- The problem
Your job with the data below: print everything from the line that holds "the provider snippet." down to the line that holds "if base.trim().len() <", ends included, exactly, and nothing else.

▬▬▬▬▬▬▬▬▬▬

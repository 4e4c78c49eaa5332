//! MIME body recovery.
//!
//! Walks a message's part tree to find the best text bodies and pulls text
//! out of PDF attachments. Providers sometimes send a near-empty placeholder
//! `text/plain` part alongside the real content, so at every level the
//! longest decoded part wins.

use tracing::{debug, warn};

use crate::config::MIN_BODY_LENGTH;
use crate::mailbox::{MailMessage, MailboxClient, MessagePart};

use super::html::html_to_text;

/// Decoded bodies of a single message.
#[derive(Debug, Clone, Default)]
pub struct DecodedBody {
    pub plain_body: String,
    pub html_body: String,
    /// The body handed to downstream extraction: preferred text plus any
    /// PDF attachment text.
    pub combined_body: String,
}

/// Decodes a message's bodies. PDF attachments are fetched through `client`;
/// a failed fetch or unparseable PDF contributes an empty string rather than
/// failing the message.
pub async fn decode_body(client: &dyn MailboxClient, message: &MailMessage) -> DecodedBody {
    let mut plain_body = String::new();
    let mut html_body = String::new();
    let mut pdf_parts: Vec<(String, String)> = Vec::new();

    if let Some(payload) = &message.payload {
        collect_parts(payload, &mut plain_body, &mut html_body, &mut pdf_parts);
    }

    // Fetch and extract PDF attachments
    let mut pdf_text = String::new();
    for (filename, attachment_id) in pdf_parts {
        match client.get_attachment(&message.id, &attachment_id).await {
            Ok(bytes) => {
                let text = extract_pdf_text(&bytes);
                if !text.is_empty() {
                    debug!(
                        "Extracted {} chars of PDF text from '{}'",
                        text.len(),
                        filename
                    );
                    pdf_text.push_str(&text);
                    pdf_text.push('\n');
                }
            }
            Err(e) => {
                warn!(
                    "Failed to fetch attachment '{}' from message {}: {}",
                    filename, message.id, e
                );
            }
        }
    }

    // Prefer plain text, then stripped HTML, then the provider snippet.
    let mut base = plain_body.trim().to_string();
    if base.len() < MIN_BODY_LENGTH && !html_body.is_empty() {
        base = html_to_text(&html_body);
    }
    if base.trim().len() < MIN_BODY_LENGTH {
        base = message.snippet.clone();
    }

    let combined_body = if pdf_text.is_empty() {
        base
    } else {
        format!("{}\n{}", base, pdf_text.trim_end())
    };

    DecodedBody {
        plain_body,
        html_body,
        combined_body,
    }
}

/// Recursive part-tree visit. At each level the longest decoded part of each
/// type replaces a shorter sibling.
fn collect_parts(
    part: &MessagePart,
    plain: &mut String,
    html: &mut String,
    pdfs: &mut Vec<(String, String)>,
) {
    if part.is_mime("text/plain") {
        if let Some(text) = part.decoded_text() {
            if text.len() > plain.len() {
                *plain = text;
            }
        }
    } else if part.is_mime("text/html") {
        if let Some(text) = part.decoded_text() {
            if text.len() > html.len() {
                *html = text;
            }
        }
    } else if part.is_mime("application/pdf") {
        if let Some(attachment_id) = part.body.as_ref().and_then(|b| b.attachment_id.clone()) {
            let filename = part.filename.clone().unwrap_or_else(|| "attachment.pdf".to_string());
            pdfs.push((filename, attachment_id));
        }
    }

    for child in &part.parts {
        collect_parts(child, plain, html, pdfs);
    }
}

/// Extracts text from PDF bytes. Any failure yields an empty string.
pub fn extract_pdf_text(bytes: &[u8]) -> String {
    let doc = match lopdf::Document::load_mem(bytes) {
        Ok(doc) => doc,
        Err(e) => {
            warn!("Failed to parse PDF attachment: {}", e);
            return String::new();
        }
    };

    let mut text = String::new();
    for (page_num, _) in doc.get_pages() {
        if let Ok(page_text) = doc.extract_text(&[page_num]) {
            text.push_str(&page_text);
            text.push('\n');
        }
    }
    text
}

▬▬▬▬▬▬▬▬▬▬

- Answer to this task
    // Prefer plain text, then stripped HTML, then the provider snippet.
    let mut base = plain_body.trim().to_string();
    if base.len() < MIN_BODY_LENGTH && !html_body.is_empty() {
        base = html_to_text(&html_body);
    }
    if base.trim().len() < MIN_BODY_LENGTH {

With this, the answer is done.